Soto Viñolo no era una confidente comprensiva, sino un profesional de la comunicación que operaba desde el anonimato, construyendo un discurso profundamente conservador, alineado con la moral dominante del franquismo y con una concepción rígida de los roles de género. Las cartas que llegaban al programa hablaban con frecuencia de abandono, infidelidades, violencia conyugal, frustración vital o desesperación económica. Las respuestas, lejos de cuestionar las rigidas estructuras sociales que lo provocaban, orientaban a las mujeres hacia la paciencia, el sacrificio, la resignación y la aceptación de la subordinación como virtud.
Elena Francis no fue un simple entretenimiento radiofónico. Fue un auténtico dispositivo de socialización que enseñó a las mujeres cómo debían sentirse, pensar y comportarse. Bajo el lenguaje del cuidado y la comprensión, el consultorio transmitía un mensaje constante: el conflicto debía ser asumido por las mujeres, el sufrimiento interiorizado y la desigualdad aceptada como orden natural. La misoginia no se expresaba de forma explícita, sino envuelta en consejos amables y paternalistas.
Este punto es clave para entender el paralelismo con el otro Juan Soto, el contemporáneo. Aunque opera en un contexto histórico radicalmente distinto, su intervención en el espacio público cumple una función comparable. Desde tribunas mediáticas actuales, acoge y amplifica el discurso de hombres que se presentan como discriminados por la Ley de Violencia contra las Mujeres, convirtiéndolos en sujetos políticos que cuestionan a las y en víctimas y les construye un relato de persiguidos.
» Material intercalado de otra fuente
//! Broker-side protocol handlers: ticket allocation from claimed
//! inventory, ticket extension, relinquish, and the delegation claim flow.

use crate::domain::errors::{LatticeError, LatticeResult};
use crate::domain::models::{
    ActorRole, AuthToken, Delegation, DelegationState, DelegationWire, Id, PendingState,
    Reservation, ReservationCategory, ReservationState, ResourceSet, ResourceType, RpcEnvelope,
    RpcKind, RpcPayload, Slice, SliceKind, UpdateData,
};

use super::actor::Actor;

/// Name of the broker's local slice holding claimed inventory.
const INVENTORY_SLICE: &str = "inventory";

impl Actor {
    // --- inbound requests -------------------------------------------------

    pub(crate) fn broker_handle_ticket(&mut self, envelope: &RpcEnvelope) -> LatticeResult<()> {
        if self.role != ActorRole::Broker {
            let error = LatticeError::InvalidActor(format!(
                "{} does not allocate tickets",
                self.identity.name
            ));
            self.respond_failed(envelope, &error);
            return Err(error);
        }
        let RpcPayload::Reservation(wire) = &envelope.payload else {
            return Err(LatticeError::InvalidArguments("ticket without payload".into()));
        };

        if let Some(existing) = self.reservations.get_mut(&wire.rid) {
            if !existing.accept_ticket_sequence(wire.sequence) {
                tracing::debug!(rid = %wire.rid, "duplicate ticket request ignored");
                return Ok(());
            }
            // Re-request after a client restart: answer with the current
            // allocation instead of allocating twice.
            if existing.state == ReservationState::Ticketed {
                self.respond_ticket_ok(wire.rid, envelope)?;
                return Ok(());
            }
            return Err(LatticeError::InvalidReservation(format!(
                "reservation {} already in progress",
                wire.rid
            )));
        }

        // First contact for this slice creates the local broker-client copy.
        let slice_id = self.ensure_counterparty_slice(
            wire.slice_id,
            &wire.slice_name,
            envelope.auth.clone(),
            SliceKind::BrokerClient,
        )?;

        let mut reservation = Reservation::inbound(
            wire.rid,
            slice_id,
            ReservationCategory::Broker,
            self.identity.clone(),
            envelope.auth.clone(),
            envelope.callback_topic.clone(),
        );
        reservation.requested_term = wire.term;
        reservation.requested_resources = wire.rset.clone();
        reservation.sequences.ticket_in = wire.sequence;
        let rid = self.register_reservation(reservation)?;

        let cycle = self.current_cycle.unwrap_or(0);
        let reservation = self.reservations.get_mut(&rid).expect("present");
        reservation.transition(ReservationState::Nascent, PendingState::Ticketing);

        let allocation = self.policy.allocate(reservation, cycle);
        match allocation {
            Ok(ticket) => {
                reservation.approved_term = Some(ticket.term);
                reservation.approved_resources = Some(ResourceSet::with_ticket(ticket));
                reservation.promote_approved();
                reservation.transition(ReservationState::Ticketed, PendingState::None);
                self.respond_ticket_ok(rid, envelope)?;
            }
            Err(error) => {
                reservation.fail(error.to_string());
                self.respond_failed(envelope, &error);
            }
        }
        Ok(())
    }

    pub(crate) fn broker_handle_extend_ticket(&mut self, envelope: &RpcEnvelope) -> LatticeResult<()> {
        let RpcPayload::Reservation(wire) = &envelope.payload else {
            return Err(LatticeError::InvalidArguments("extend_ticket without payload".into()));
        };

        let Some(reservation) = self.reservations.get_mut(&wire.rid) else {
            let error = LatticeError::NoSuchReservation(wire.rid);
            self.respond_failed(envelope, &error);
            return Ok(());
        };
        if !reservation.accept_ticket_sequence(wire.sequence) {
            return Ok(());
        }
        if let Err(error) = reservation.ensure_no_pending() {
            self.respond_failed(envelope, &error);
            return Ok(());
        }

        let current = reservation.term;
        let requested = wire.term;
        let valid = match (current, requested) {
            (Some(current), Some(requested)) => requested.extends(&current),
            _ => false,
        };
        if !valid {
            let error = LatticeError::InvalidExtend(format!(
                "requested term does not extend reservation {}",
                wire.rid
            ));
            reservation.notices.add(error.to_string());
            reservation.mark_dirty();
            self.respond_failed(envelope, &error);
            return Ok(());
        }

        reservation.requested_term = requested;
        reservation.transition(ReservationState::Ticketed, PendingState::ExtendingTicket);

        let extension = self.policy.extend_allocation(reservation);
        match extension {
            Ok(ticket) => {
                reservation.approved_term = Some(ticket.term);
                reservation.approved_resources = Some(ResourceSet::with_ticket(ticket));
                reservation.promote_approved();
                reservation.transition(ReservationState::Ticketed, PendingState::None);
                self.respond_ticket_ok(wire.rid, envelope)?;
            }
            Err(error) => {
                // The extension is optional: the prior allocation stays.
                reservation.notices.add(error.to_string());
                reservation.transition(ReservationState::Ticketed, PendingState::None);
                self.respond_failed(envelope, &error);
            }
        }
        Ok(())
    }

    /// Relinquish returns an allocation with no response expected.
    pub(crate) fn broker_handle_relinquish(&mut self, envelope: &RpcEnvelope) -> LatticeResult<()> {
        let RpcPayload::Reservation(wire) = &envelope.payload else {
            return Err(LatticeError::InvalidArguments("relinquish without payload".into()));
        };
        let Some(reservation) = self.reservations.get_mut(&wire.rid) else {
            tracing::debug!(rid = %wire.rid, "relinquish for unknown reservation ignored");
            return Ok(());
        };
        if reservation.is_terminal() {
            return Ok(());
        }
        let snapshot = reservation.clone();
        self.policy.release(&snapshot);
        let reservation = self.reservations.get_mut(&wire.rid).expect("present");
        reservation.transition(ReservationState::Closed, PendingState::None);
        Ok(())
    }

    /// Local close of a broker-held reservation (expiry sweep).
    pub(crate) fn broker_close(&mut self, rid: Id) -> LatticeResult<()> {
        let Some(reservation) = self.reservations.get_mut(&rid) else {
            return Err(LatticeError::NoSuchReservation(rid));
        };
        if reservation.is_terminal() {
            return Ok(());
        }
        let snapshot = reservation.clone();
        self.policy.release(&snapshot);
        let reservation = self.reservations.get_mut(&rid).expect("present");
        reservation.transition(ReservationState::Closed, PendingState::None);
        Ok(())
    }

    fn respond_ticket_ok(&mut self, rid: Id, request: &RpcEnvelope) -> LatticeResult<()> {
        let slice_id = self.reservation_mut(rid)?.slice_id;
        let slice_name = self.slice_name(slice_id);

        // The authority the lease will live at comes from the delegation the
        // ticket was carved from.
        let authority = {
            let reservation = self.reservations.get(&rid).expect("present");
            reservation
                .resources
                .as_ref()
                .and_then(|r| r.ticket())
                .and_then(|t| self.delegations.get(&t.delegation_id))
                .map(|d| d.owner.name.clone())
        };

        let reservation = self.reservations.get_mut(&rid).expect("present");
        let sequence = reservation.next_ticket_out();
        let mut wire = Self::wire_for(
            reservation,
            slice_name,
            reservation.term,
            reservation.resources.clone(),
            sequence,
        );
        wire.authority = authority;
        self.stage_response(
            request,
            RpcKind::UpdateTicket,
            RpcPayload::ReservationUpdate {
                reservation: wire,
                update: UpdateData::ok(),
            },
        );
        Ok(())
    }

    // --- delegation claim flow -------------------------------------------

    /// Claim a delegation from the named authority. Creates the local
    /// bookkeeping record in the broker's inventory slice; the graph and
    /// unit count arrive with the authority's update.
    pub(crate) fn broker_claim_delegation(&mut self, did: Id, authority: &str) -> LatticeResult<()> {
        if self.role != ActorRole::Broker {
            return Err(LatticeError::InvalidActor(format!(
                "{} does not claim delegations",
                self.identity.name
            )));
        }
        let slice_id = self.ensure_inventory_slice()?;

        if self.delegations.contains_key(&did) {
            return Err(LatticeError::InvalidArguments(format!(
                "delegation {did} already claimed or claiming"
            )));
        }

        let owner = AuthToken::new(authority, Id::new());
        let mut delegation = Delegation::new(slice_id, owner, 0, ResourceType::new("pending"));
        delegation.id = did;
        self.register_delegation(delegation)?;

        let delegation = self.delegations.get_mut(&did).expect("present");
        let sequence = delegation.next_sequence_out();
        let wire = DelegationWire {
            did,
            slice_id,
            slice_name: INVENTORY_SLICE.to_string(),
            graph: None,
            units: 0,
            rtype: ResourceType::new("pending"),
            sequence,
            state: None,
        };
        self.stage_request(
            authority.to_string(),
            RpcKind::ClaimDelegation,
            RpcPayload::Delegation(wire),
        );
        Ok(())
    }

    /// Return a claimed delegation to its authority.
    pub(crate) fn broker_reclaim_delegation(&mut self, did: Id) -> LatticeResult<()> {
        let Some(delegation) = self.delegations.get_mut(&did) else {
            return Err(LatticeError::NoSuchDelegation(did));
        };
        if delegation.state != DelegationState::Delegated {
            return Err(LatticeError::InvalidArguments(format!(
                "delegation {did} is not delegated"
            )));
        }
        let sequence = delegation.next_sequence_out();
        let authority = delegation.owner.name.clone();
        let wire = DelegationWire {
            did,
            slice_id: delegation.slice_id,
            slice_name: INVENTORY_SLICE.to_string(),
            graph: None,
            units: delegation.units,
            rtype: delegation.rtype.clone(),
            sequence,
            state: None,
        };
        self.stage_request(authority, RpcKind::ReclaimDelegation, RpcPayload::Delegation(wire));
        Ok(())
    }

    /// Authority's answer to a claim or reclaim.
    pub(crate) fn broker_handle_update_delegation(&mut self, envelope: &RpcEnvelope) -> LatticeResult<()> {
        let RpcPayload::DelegationUpdate { delegation: wire, update } = &envelope.payload else {
            return Err(LatticeError::InvalidArguments("update_delegation without payload".into()));
        };
        let Some(delegation) = self.delegations.get_mut(&wire.did) else {
            return Err(LatticeError::NoSuchDelegation(wire.did));
        };
        if wire.sequence <= delegation.sequence_in {
            return Ok(());
        }
        delegation.sequence_in = wire.sequence;
        delegation.dirty = true;

        if !update.is_ok() {
            delegation.fail(update.message.clone());
            return Ok(());
        }

        match wire.state {
            Some(DelegationState::Delegated) => {
                delegation.graph = wire.graph.clone();
                delegation.units = wire.units;
                delegation.rtype = wire.rtype.clone();
                delegation.owner = envelope.auth.clone();
                delegation.claim(self.identity.clone());
                let snapshot = delegation.clone();
                self.policy.donate_delegation(&snapshot);
            }
            Some(DelegationState::Reclaimed) => {
                delegation.reclaim();
                let snapshot = delegation.clone();
                self.policy.reclaim_delegation(&snapshot);
            }
            other => {
                tracing::warn!(did = %wire.did, ?other, "unexpected delegation update state");
            }
        }
        Ok(())
    }

    // --- local slices -----------------------------------------------------

    /// Find or create the local slice mirroring a counterparty's slice.
    pub(crate) fn ensure_counterparty_slice(
        &mut self,
        slice_id: Id,
        name: &str,
        owner: AuthToken,
        kind: SliceKind,
    ) -> LatticeResult<Id> {
        if self.slices.contains_key(&slice_id) {
            return Ok(slice_id);
        }
        let mut slice = Slice::new(name, owner, kind);
        slice.id = slice_id;
        self.register_slice(slice)
    }

    pub(crate) fn ensure_inventory_slice(&mut self) -> LatticeResult<Id> {
        if let Some(slice) = self.slices.values().find(|s| s.kind.is_inventory()) {
            return Ok(slice.id);
        }
        let slice = Slice::new(INVENTORY_SLICE, self.identity.clone(), SliceKind::Inventory);
        self.register_slice(slice)
    }
}
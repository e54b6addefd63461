//! Kernel surface: lease modification, queries, tick catch-up, and slice
//! unregistration.

mod common;

use std::collections::BTreeMap;

use lattice::domain::errors::LatticeError;
use lattice::domain::models::{PendingState, ReservationState};

use common::{active_lease, testbed, wait_for_state, wait_until, AUTHORITY};

#[tokio::test]
async fn modify_lease_pushes_properties_to_every_unit() {
    let bed = testbed().await;
    let rid = active_lease(&bed, 20).await;

    let mut properties = BTreeMap::new();
    properties.insert("vlan".to_string(), "100".to_string());
    bed.orchestrator.modify_lease(rid, properties).await.unwrap();
    wait_for_state(&bed.orchestrator, rid, ReservationState::Active, PendingState::None).await;

    let site = bed.authority.get_reservation(rid).await.unwrap().unwrap();
    let units = site.resources.as_ref().unwrap().unit_set().unwrap();
    assert_eq!(units.len(), 2);
    assert!(units
        .iter()
        .all(|u| u.properties.get("vlan").map(String::as_str) == Some("100")));
    // Each unit ran join then modify.
    assert!(units.iter().all(|u| u.sequence == 2));
}

#[tokio::test]
async fn query_answers_with_actor_status() {
    let bed = testbed().await;

    let mut request = BTreeMap::new();
    request.insert("probe".to_string(), "1".to_string());
    let result = bed
        .container
        .query(bed.orchestrator.identity(), AUTHORITY, request)
        .await
        .unwrap();

    assert_eq!(result.get("name").map(String::as_str), Some(AUTHORITY));
    assert_eq!(result.get("role").map(String::as_str), Some("authority"));
    assert_eq!(result.get("probe").map(String::as_str), Some("1"));
}

#[tokio::test]
async fn out_of_order_ticks_catch_up_through_every_cycle() {
    let bed = testbed().await;

    bed.orchestrator.tick(3).unwrap();
    wait_until("first tick lands", || async {
        bed.orchestrator.current_cycle().await.unwrap() == Some(3)
    })
    .await;

    // Jumping ahead replays cycles 4..=7 in order.
    bed.orchestrator.tick(7).unwrap();
    wait_until("catch-up completes", || async {
        bed.orchestrator.current_cycle().await.unwrap() == Some(7)
    })
    .await;

    // A stale tick is a no-op.
    bed.orchestrator.tick(5).unwrap();
    tokio::time::sleep(std::time::Duration::from_millis(50)).await;
    assert_eq!(bed.orchestrator.current_cycle().await.unwrap(), Some(7));
}

#[tokio::test]
async fn slices_unregister_only_after_their_reservations_are_terminal() {
    let bed = testbed().await;
    let rid = active_lease(&bed, 20).await;

    let error = bed.orchestrator.unregister_slice(bed.slice_id).await.unwrap_err();
    assert!(matches!(error, LatticeError::InvalidSlice(_)));

    bed.orchestrator.close(rid).await.unwrap();
    wait_for_state(&bed.orchestrator, rid, ReservationState::Closed, PendingState::None).await;

    bed.orchestrator.unregister_slice(bed.slice_id).await.unwrap();
    assert!(bed.orchestrator.get_slice(bed.slice_id).await.unwrap().is_none());
    assert!(bed.orchestrator.get_reservation(rid).await.unwrap().is_none());
}
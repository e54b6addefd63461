//! Resource sets: the abstract and concrete halves of a reservation.

use std::collections::BTreeMap;

use serde::{Deserialize, Serialize};

use super::id::{Id, ResourceType};
use super::term::Term;
use super::unit::UnitSet;

/// Delegation evidence issued by a broker and consumed by an authority in a
/// redeem.
///
/// Tickets are immutable once issued. An extended or sub-delegated ticket
/// references its predecessor through `source`.
#[derive(Debug, Clone, PartialEq, Serialize, Deserialize)]
pub struct Ticket {
    pub term: Term,
    pub units: u64,
    pub rtype: ResourceType,
    pub properties: BTreeMap<String, String>,
    /// Guid of the actor the ticket was issued to.
    pub holder: Id,
    /// The source delegation this ticket draws from.
    pub delegation_id: Id,
    #[serde(default, skip_serializing_if = "Option::is_none")]
    pub source: Option<Box<Ticket>>,
}

impl Ticket {
    pub fn new(term: Term, units: u64, rtype: ResourceType, holder: Id, delegation_id: Id) -> Self {
        Self {
            term,
            units,
            rtype,
            properties: BTreeMap::new(),
            holder,
            delegation_id,
            source: None,
        }
    }

    /// Issue a successor ticket for an extension, recording this one as its
    /// source.
    pub fn extend(&self, term: Term, units: u64) -> Self {
        Self {
            term,
            units,
            rtype: self.rtype.clone(),
            properties: self.properties.clone(),
            holder: self.holder,
            delegation_id: self.delegation_id,
            source: Some(Box::new(self.clone())),
        }
    }
}

/// Concrete evidence behind a resource set.
#[derive(Debug, Clone, PartialEq, Serialize, Deserialize)]
#[serde(tag = "kind", rename_all = "snake_case")]
pub enum ConcreteSet {
    /// A broker-issued promise of future resources.
    Ticket(Ticket),
    /// Authority-owned leased units.
    Units(UnitSet),
}

impl ConcreteSet {
    pub fn as_ticket(&self) -> Option<&Ticket> {
        match self {
            Self::Ticket(t) => Some(t),
            Self::Units(_) => None,
        }
    }

    pub fn as_units(&self) -> Option<&UnitSet> {
        match self {
            Self::Units(u) => Some(u),
            Self::Ticket(_) => None,
        }
    }

    pub fn as_units_mut(&mut self) -> Option<&mut UnitSet> {
        match self {
            Self::Units(u) => Some(u),
            Self::Ticket(_) => None,
        }
    }
}

/// Quantity of typed resources, optionally backed by concrete evidence.
///
/// Outbound abstract requests carry no concrete set; the responder attaches
/// one (ticket on the broker, unit set on the authority).
#[derive(Debug, Clone, PartialEq, Serialize, Deserialize)]
pub struct ResourceSet {
    pub units: u64,
    pub rtype: ResourceType,
    /// Opaque resource descriptor (sliver graph, VLAN request, ...) signed
    /// into tickets. The kernel never interprets it.
    #[serde(default, skip_serializing_if = "serde_json::Value::is_null")]
    pub sliver: serde_json::Value,
    #[serde(default, skip_serializing_if = "Option::is_none")]
    pub concrete: Option<ConcreteSet>,
}

impl ResourceSet {
    /// Abstract request for `units` resources of `rtype`.
    pub fn request(units: u64, rtype: ResourceType) -> Self {
        Self {
            units,
            rtype,
            sliver: serde_json::Value::Null,
            concrete: None,
        }
    }

    pub fn with_sliver(mut self, sliver: serde_json::Value) -> Self {
        self.sliver = sliver;
        self
    }

    /// Resource set carrying an issued ticket.
    pub fn with_ticket(ticket: Ticket) -> Self {
        Self {
            units: ticket.units,
            rtype: ticket.rtype.clone(),
            sliver: serde_json::Value::Null,
            concrete: Some(ConcreteSet::Ticket(ticket)),
        }
    }

    /// Resource set carrying leased units.
    pub fn with_units(rtype: ResourceType, units: UnitSet) -> Self {
        Self {
            units: units.len() as u64,
            rtype,
            sliver: serde_json::Value::Null,
            concrete: Some(ConcreteSet::Units(units)),
        }
    }

    pub fn ticket(&self) -> Option<&Ticket> {
        self.concrete.as_ref().and_then(ConcreteSet::as_ticket)
    }

    pub fn unit_set(&self) -> Option<&UnitSet> {
        self.concrete.as_ref().and_then(ConcreteSet::as_units)
    }

    pub fn unit_set_mut(&mut self) -> Option<&mut UnitSet> {
        self.concrete.as_mut().and_then(ConcreteSet::as_units_mut)
    }

    pub fn is_abstract(&self) -> bool {
        self.concrete.is_none()
    }
}
//! SQLite persistence adapters for the lattice control framework.

pub mod connection;
pub mod container_store;
pub mod delegation_store;
pub mod reservation_store;
pub mod slice_store;
pub mod unit_store;

use std::sync::Arc;

use sqlx::SqlitePool;

use crate::domain::models::Id;
use crate::domain::ports::Stores;

pub use connection::{create_pool, create_test_pool, run_migrations, ConnectionError, PoolConfig};
pub use container_store::SqliteContainerStore;
pub use delegation_store::SqliteDelegationStore;
pub use reservation_store::SqliteReservationStore;
pub use slice_store::SqliteSliceStore;
pub use unit_store::SqliteUnitStore;

/// Store bundle for one actor, backed by a shared container pool.
pub fn stores_for_actor(pool: &SqlitePool, actor_id: Id) -> Stores {
    Stores {
        actor_id,
        slices: Arc::new(SqliteSliceStore::new(pool.clone())),
        reservations: Arc::new(SqliteReservationStore::new(pool.clone())),
        delegations: Arc::new(SqliteDelegationStore::new(pool.clone())),
        units: Arc::new(SqliteUnitStore::new(pool.clone())),
        container: Arc::new(SqliteContainerStore::new(pool.clone())),
    }
}
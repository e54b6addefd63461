//! Cycle arithmetic for the container clock.

use serde::{Deserialize, Serialize};

/// Container-wide discrete clock.
///
/// Cycle `c` spans `[beginning_of_time + c * cycle_millis,
/// beginning_of_time + (c + 1) * cycle_millis)`. When `manual` is set the
/// container is ticked externally (tests, simulations); otherwise a wall-clock
/// ticker drives it.
#[derive(Debug, Clone, Copy, PartialEq, Eq, Serialize, Deserialize)]
pub struct ActorClock {
    /// Epoch of cycle 0, in milliseconds since the Unix epoch.
    pub beginning_of_time: i64,
    /// Length of one cycle in milliseconds.
    pub cycle_millis: u64,
    /// External ticking instead of wall-clock ticking.
    pub manual: bool,
}

impl ActorClock {
    pub fn new(beginning_of_time: i64, cycle_millis: u64, manual: bool) -> Self {
        assert!(cycle_millis > 0, "cycle length must be positive");
        Self {
            beginning_of_time,
            cycle_millis,
            manual,
        }
    }

    /// Cycle containing the given instant. Instants before the beginning of
    /// time map to cycle 0.
    pub fn cycle(&self, millis: i64) -> u64 {
        if millis <= self.beginning_of_time {
            return 0;
        }
        let difference = millis - self.beginning_of_time;
        (difference as u64) / self.cycle_millis
    }

    /// First millisecond of the given cycle.
    pub fn cycle_start_millis(&self, cycle: u64) -> i64 {
        self.beginning_of_time + (cycle * self.cycle_millis) as i64
    }

    /// Last millisecond of the given cycle.
    pub fn cycle_end_millis(&self, cycle: u64) -> i64 {
        self.cycle_start_millis(cycle) + self.cycle_millis as i64 - 1
    }

    /// Number of whole cycles covered by the given duration, rounding up.
    pub fn cycles_in(&self, millis: u64) -> u64 {
        millis.div_ceil(self.cycle_millis)
    }
}

impl Default for ActorClock {
    fn default() -> Self {
        Self {
            beginning_of_time: 0,
            cycle_millis: 1000,
            manual: false,
        }
    }
}

#[cfg(test)]
mod tests {
    use super::*;

    #[test]
    fn cycle_boundaries() {
        let clock = ActorClock::new(1000, 1000, true);
        assert_eq!(clock.cycle(999), 0);
        assert_eq!(clock.cycle(1000), 0);
        assert_eq!(clock.cycle(1999), 0);
        assert_eq!(clock.cycle(2000), 1);
        assert_eq!(clock.cycle_start_millis(0), 1000);
        assert_eq!(clock.cycle_end_millis(0), 1999);
        assert_eq!(clock.cycle_start_millis(5), 6000);
    }

    #[test]
    fn cycles_in_rounds_up() {
        let clock = ActorClock::new(0, 1000, true);
        assert_eq!(clock.cycles_in(1), 1);
        assert_eq!(clock.cycles_in(1000), 1);
        assert_eq!(clock.cycles_in(1001), 2);
    }
}
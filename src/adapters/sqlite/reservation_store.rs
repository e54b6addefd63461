//! SQLite implementation of the `ReservationStore` port.
//!
//! The blob column holds the serialized reservation verbatim; re-serializing
//! an unmutated reservation must reproduce it byte for byte, which is why
//! the models use ordered maps throughout.

use async_trait::async_trait;
use sqlx::{Row, SqlitePool};

use crate::domain::errors::{LatticeError, LatticeResult};
use crate::domain::models::{Id, Reservation, ReservationCategory, ReservationState};
use crate::domain::ports::ReservationStore;

#[derive(Clone)]
pub struct SqliteReservationStore {
    pool: SqlitePool,
}

impl SqliteReservationStore {
    pub fn new(pool: SqlitePool) -> Self {
        Self { pool }
    }
}

fn decode(blob: &str) -> LatticeResult<Reservation> {
    Ok(serde_json::from_str(blob)?)
}

#[async_trait]
impl ReservationStore for SqliteReservationStore {
    async fn add_reservation(&self, actor_id: Id, reservation: &Reservation) -> LatticeResult<()> {
        let blob = serde_json::to_string(reservation)?;
        sqlx::query(
            "INSERT INTO reservations (id, actor_id, slice_id, category, state, pending, blob)
             VALUES (?, ?, ?, ?, ?, ?, ?)",
        )
        .bind(reservation.id.to_string())
        .bind(actor_id.to_string())
        .bind(reservation.slice_id.to_string())
        .bind(reservation.category.as_str())
        .bind(reservation.state.as_str())
        .bind(reservation.pending.as_str())
        .bind(&blob)
        .execute(&self.pool)
        .await?;
        Ok(())
    }

    async fn update_reservation(&self, actor_id: Id, reservation: &Reservation) -> LatticeResult<()> {
        let blob = serde_json::to_string(reservation)?;
        let result = sqlx::query(
            "UPDATE reservations SET slice_id = ?, category = ?, state = ?, pending = ?, blob = ?
             WHERE actor_id = ? AND id = ?",
        )
        .bind(reservation.slice_id.to_string())
        .bind(reservation.category.as_str())
        .bind(reservation.state.as_str())
        .bind(reservation.pending.as_str())
        .bind(&blob)
        .bind(actor_id.to_string())
        .bind(reservation.id.to_string())
        .execute(&self.pool)
        .await?;

        if result.rows_affected() == 0 {
            return Err(LatticeError::NoSuchReservation(reservation.id));
        }
        Ok(())
    }

    async fn remove_reservation(&self, actor_id: Id, rid: Id) -> LatticeResult<()> {
        let result = sqlx::query("DELETE FROM reservations WHERE actor_id = ? AND id = ?")
            .bind(actor_id.to_string())
            .bind(rid.to_string())
            .execute(&self.pool)
            .await?;

        if result.rows_affected() == 0 {
            return Err(LatticeError::NoSuchReservation(rid));
        }
        Ok(())
    }

    async fn get_reservation(&self, actor_id: Id, rid: Id) -> LatticeResult<Option<Reservation>> {
        let row = sqlx::query("SELECT blob FROM reservations WHERE actor_id = ? AND id = ?")
            .bind(actor_id.to_string())
            .bind(rid.to_string())
            .fetch_optional(&self.pool)
            .await?;

        row.map(|r| decode(r.get::<String, _>("blob").as_str())).transpose()
    }

    async fn get_reservations_by_slice(&self, actor_id: Id, slice_id: Id) -> LatticeResult<Vec<Reservation>> {
        let rows = sqlx::query(
            "SELECT blob FROM reservations WHERE actor_id = ? AND slice_id = ? ORDER BY id",
        )
        .bind(actor_id.to_string())
        .bind(slice_id.to_string())
        .fetch_all(&self.pool)
        .await?;

        rows.iter()
            .map(|r| decode(r.get::<String, _>("blob").as_str()))
            .collect()
    }

    async fn get_reservations_by_state(
        &self,
        actor_id: Id,
        state: ReservationState,
    ) -> LatticeResult<Vec<Reservation>> {
        let rows = sqlx::query(
            "SELECT blob FROM reservations WHERE actor_id = ? AND state = ? ORDER BY id",
        )
        .bind(actor_id.to_string())
        .bind(state.as_str())
        .fetch_all(&self.pool)
        .await?;

        rows.iter()
            .map(|r| decode(r.get::<String, _>("blob").as_str()))
            .collect()
    }

    async fn get_reservations_by_category(
        &self,
        actor_id: Id,
        category: ReservationCategory,
    ) -> LatticeResult<Vec<Reservation>> {
        let rows = sqlx::query(
            "SELECT blob FROM reservations WHERE actor_id = ? AND category = ? ORDER BY id",
        )
        .bind(actor_id.to_string())
        .bind(category.as_str())
        .fetch_all(&self.pool)
        .await?;

        rows.iter()
            .map(|r| decode(r.get::<String, _>("blob").as_str()))
            .collect()
    }

    async fn get_reservation_blob(&self, actor_id: Id, rid: Id) -> LatticeResult<Option<String>> {
        let row = sqlx::query("SELECT blob FROM reservations WHERE actor_id = ? AND id = ?")
            .bind(actor_id.to_string())
            .bind(rid.to_string())
            .fetch_optional(&self.pool)
            .await?;

        Ok(row.map(|r| r.get::<String, _>("blob")))
    }
}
Lo relevante no es solo el discurso, sino a quién se legitima a través de él. Muchos de los hombres que protagonizan estas narrativas acumulan denuncias o antecedentes relacionados con violencia machista. Sin embargo, el foco se desplaza desde la violencia ejercida hacia la presunta injusticia que padecen, cuestionando así la legitimidad de las políticas públicas diseñadas para proteger a las mujeres. Este desplazamiento narrativo constituye una de las señas de identidad del neo machismo contemporáneo.
El paralelismo entre ambos Juan Soto no es una coincidencia nominal. En ambos casos se construyen relatos que, desde distintos formatos, contribuyen a sostener estructuras de desigualdad. Si el Soto histórico moldeó la subjetividad femenina a través del consejo moral y la autoridad simbólica, el Soto actual reconfigura el debate público erosionando los marcos jurídicos de protección y redefiniendo quién merece ser considerado víctima.
La misoginia, lejos de desaparecer, se transforma. Cambia de lenguaje, de plataformas y de estrategias, pero conserva su función central: cuestionar los sistemas de proyección y los avances en igualdad y ofrecer coartadas culturales a quienes se resisten a perder privilegios.
Reconocer estas continuidades no es un ejercicio de ataque personal, sino una herramienta analítica imprescindible para comprender cómo determinados discursos se reciclan y reaparecen, adaptados a su tiempo, manteniendo intacta su capacidad de legitimar la desigualdad bajo nuevas narrativas.